▶ [DIRECTIONS FOR THIS TASK]: What is needed is a copy of each line in the listing that contains "Error".

++++ RECORDS FOR THE TASK

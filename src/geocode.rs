//! Seam for place-name resolution
//!
//! This crate does not talk to any geocoding service. Front-ends bring their
//! own [`Geocoder`] and use [`resolve_pair`] to obtain the two inputs for the
//! geodesy functions.

use crate::types::Coordinate;
use tracing::debug;

/// Resolves a free-form place name to a coordinate
///
/// Returning `None` means the place could not be found. Implemented for any
/// `Fn(&str) -> Option<Coordinate>`.
pub trait Geocoder {
    fn geocode(&self, query: &str) -> Option<Coordinate>;
}

impl<F> Geocoder for F
where
    F: Fn(&str) -> Option<Coordinate>,
{
    fn geocode(&self, query: &str) -> Option<Coordinate> {
        self(query)
    }
}

/// Resolve both endpoints of a route
///
/// Returns `None` if either name is not found, so that no computation is ever
/// attempted with a missing coordinate. Both names are always looked up.
pub fn resolve_pair<G: Geocoder + ?Sized>(
    geocoder: &G,
    from: &str,
    to: &str,
) -> Option<(Coordinate, Coordinate)> {
    let resolved_from = geocoder.geocode(from);
    if resolved_from.is_none() {
        debug!(query = from, "Geocoder found no match");
    }

    let resolved_to = geocoder.geocode(to);
    if resolved_to.is_none() {
        debug!(query = to, "Geocoder found no match");
    }

    resolved_from.zip(resolved_to)
}
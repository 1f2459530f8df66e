pub(crate) mod angle;
pub(crate) mod vector;
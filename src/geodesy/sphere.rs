use crate::error::{Error, Result};

/// Mean Earth radius in kilometres
pub const EARTH_RADIUS_KM: f64 = 6371.0;

/// Sphere model used for distance calculations
///
/// Only the radius matters: bearings and interpolated paths are the same on
/// every sphere, so those operations are free functions. The entry points at
/// the crate root use [`Sphere::EARTH`].
#[derive(Debug, Clone, Copy, PartialEq)]
#[cfg_attr(feature = "serde", derive(serde::Serialize, serde::Deserialize))]
pub struct Sphere {
    radius_km: f64,
}

impl Sphere {
    /// Spherical Earth with a radius of 6371 km
    pub const EARTH: Sphere = Sphere {
        radius_km: EARTH_RADIUS_KM,
    };

    /// Create a sphere with the given radius in kilometres
    ///
    /// The radius must be finite and positive.
    pub fn new(radius_km: f64) -> Result<Self> {
        if radius_km.is_finite() && radius_km > 0.0 {
            Ok(Self { radius_km })
        } else {
            Err(Error::InvalidRadius(radius_km))
        }
    }

    pub fn radius_km(&self) -> f64 {
        self.radius_km
    }

    /// Length of half a great circle, the largest possible distance
    pub fn max_distance_km(&self) -> f64 {
        std::f64::consts::PI * self.radius_km
    }
}

impl Default for Sphere {
    fn default() -> Self {
        Self::EARTH
    }
}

++++++++

▶ [THE ANSWER]:
use crate::error::{Error, Result};
            Err(Error::InvalidRadius(radius_km))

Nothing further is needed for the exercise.